[Saved entries]:
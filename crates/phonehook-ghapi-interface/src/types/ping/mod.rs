use serde::{Deserialize, Serialize};

use crate::types::common::{GhRepository, GhUser};

/// GitHub Ping event.
#[derive(Debug, Deserialize, Serialize, Default, PartialEq, Eq)]
pub struct GhPingEvent {
    /// Zen text.
    pub zen: String,
    /// Hook ID.
    pub hook_id: u64,
    /// Repository.
    pub repository: Option<GhRepository>,
    /// Sender.
    pub sender: Option<GhUser>,
}
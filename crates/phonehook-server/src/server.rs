//! Server module.

use actix_web::{
    body::MessageBody,
    dev::{ServiceFactory, ServiceRequest, ServiceResponse},
    middleware::Logger,
    web::{self, Data},
    App, HttpResponse, HttpServer,
};
use actix_web_prom::PrometheusMetrics;
use phonehook_config::Config;
use phonehook_core::{CoreContext, CoreModule};
use phonehook_ghapi_interface::ApiService;
use phonehook_git_interface::GitService;
use phonehook_git_libgit2::Libgit2GitService;
use phonehook_upstream_interface::UpstreamService;
use phonehook_upstream_tarball::TarballUpstreamService;
use sentry_actix::Sentry;
use tracing::info;

use crate::{
    ghapi::MetricsApiService, health::health_check_route, metrics::build_metrics_handler,
    middlewares::VerifySignature, webhook::configure_webhook_handlers, Result, ServerError,
};

/// App context.
pub struct AppContext {
    /// Config.
    pub config: Config,
    /// Core module.
    pub core_module: CoreModule,
    /// API adapter.
    pub api_service: Box<dyn ApiService>,
    /// Git adapter.
    pub git_service: Box<dyn GitService>,
    /// Upstream release adapter.
    pub upstream_service: Box<dyn UpstreamService>,
}

impl AppContext {
    /// Create new app context.
    pub fn new(config: Config, core_module: CoreModule) -> Self {
        Self {
            config: config.clone(),
            core_module,
            api_service: Box::new(MetricsApiService::new(config.clone())),
            git_service: Box::new(Libgit2GitService::new()),
            upstream_service: Box::new(TarballUpstreamService::new(config)),
        }
    }

    /// Create new app context using adapters.
    pub fn new_with_adapters(
        config: Config,
        core_module: CoreModule,
        api_service: Box<dyn ApiService>,
        git_service: Box<dyn GitService>,
        upstream_service: Box<dyn UpstreamService>,
    ) -> Self {
        Self {
            config,
            core_module,
            api_service,
            git_service,
            upstream_service,
        }
    }

    /// Convert the context for the core module.
    pub fn as_core_context(&self) -> CoreContext {
        CoreContext {
            config: &self.config,
            core_module: &self.core_module,
            api_service: self.api_service.as_ref(),
            git_service: self.git_service.as_ref(),
            upstream_service: self.upstream_service.as_ref(),
        }
    }
}

/// Build Actix app.
pub fn build_actix_app(
    context: Data<AppContext>,
    prometheus: PrometheusMetrics,
) -> App<
    impl ServiceFactory<
        ServiceRequest,
        Config = (),
        Response = ServiceResponse<impl MessageBody>,
        Error = actix_web::Error,
        InitError = (),
    >,
> {
    App::new()
        .app_data(context.clone())
        .wrap(prometheus)
        .wrap(Sentry::new())
        .wrap(Logger::default())
        .service(
            web::scope("/webhook")
                .wrap(VerifySignature::new(&context.config))
                .configure(configure_webhook_handlers),
        )
        .route("/health", web::get().to(health_check_route))
        .route(
            "/",
            web::get().to(|| async {
                HttpResponse::Ok().json(serde_json::json!({"message": "Welcome on phonehook!" }))
            }),
        )
}

/// Run webhook server.
pub async fn run_bot_server(context: AppContext) -> Result<()> {
    let address = get_bind_address(&context.config);

    info!(
        version = context.config.version,
        address = %address,
        dry_run = context.config.dry_run,
        message = "Starting webhook server",
    );

    run_bot_server_internal(address, context).await
}

fn get_bind_address(config: &Config) -> String {
    format!("{}:{}", config.server.bind_ip, config.server.bind_port)
}

async fn run_bot_server_internal(ip_with_port: String, context: AppContext) -> Result<()> {
    let prometheus = build_metrics_handler()?;
    let context = Data::new(context);
    let cloned_context = context.clone();

    let mut server =
        HttpServer::new(move || build_actix_app(context.clone(), prometheus.clone()));

    if let Some(workers) = cloned_context.config.server.workers_count {
        server = server.workers(workers as usize);
    }

    server
        .bind(ip_with_port)
        .map_err(|e| ServerError::IoError { source: e })?
        .run()
        .await
        .map_err(|e| ServerError::IoError { source: e })
}
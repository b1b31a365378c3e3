use std::path::Path;

use async_trait::async_trait;
use phonehook_models::ReleaseVersion;
use shaku::{Component, Interface};

use crate::{CoreContext, Result};

#[cfg_attr(any(test, feature = "testkit"), mockall::automock)]
#[async_trait]
pub trait FetchUpstreamReleaseInterface: Interface {
    async fn run<'a>(
        &self,
        ctx: &CoreContext<'a>,
        version: &ReleaseVersion,
        destination: &Path,
    ) -> Result<Vec<String>>;
}

#[derive(Component)]
#[shaku(interface = FetchUpstreamReleaseInterface)]
pub(crate) struct FetchUpstreamRelease;

#[async_trait]
impl FetchUpstreamReleaseInterface for FetchUpstreamRelease {
    #[tracing::instrument(skip_all, fields(version = %version, destination = %destination.display()), ret)]
    async fn run<'a>(
        &self,
        ctx: &CoreContext<'a>,
        version: &ReleaseVersion,
        destination: &Path,
    ) -> Result<Vec<String>> {
        Ok(ctx
            .upstream_service
            .fetch_release(version, destination)
            .await?)
    }
}
use phonehook_ghapi_interface::ApiError;

#[derive(Debug, thiserror::Error)]
#[allow(clippy::enum_variant_names)]
pub enum GitHubError {
    #[error(transparent)]
    HttpError { source: reqwest::Error },

    #[error("Invalid authorization header value")]
    InvalidHeaderError { source: http::header::InvalidHeaderValue },
}

impl From<reqwest::Error> for GitHubError {
    fn from(e: reqwest::Error) -> Self {
        GitHubError::HttpError { source: e }
    }
}

impl From<GitHubError> for ApiError {
    fn from(e: GitHubError) -> Self {
        ApiError::ImplementationError { source: e.into() }
    }
}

[Problem to work on]: Pick out all lines from the data above in which the word "MetricsApiService" appears.

[Exercise answer]:
    ghapi::MetricsApiService, health::health_check_route, metrics::build_metrics_handler,
            api_service: Box::new(MetricsApiService::new(config.clone())),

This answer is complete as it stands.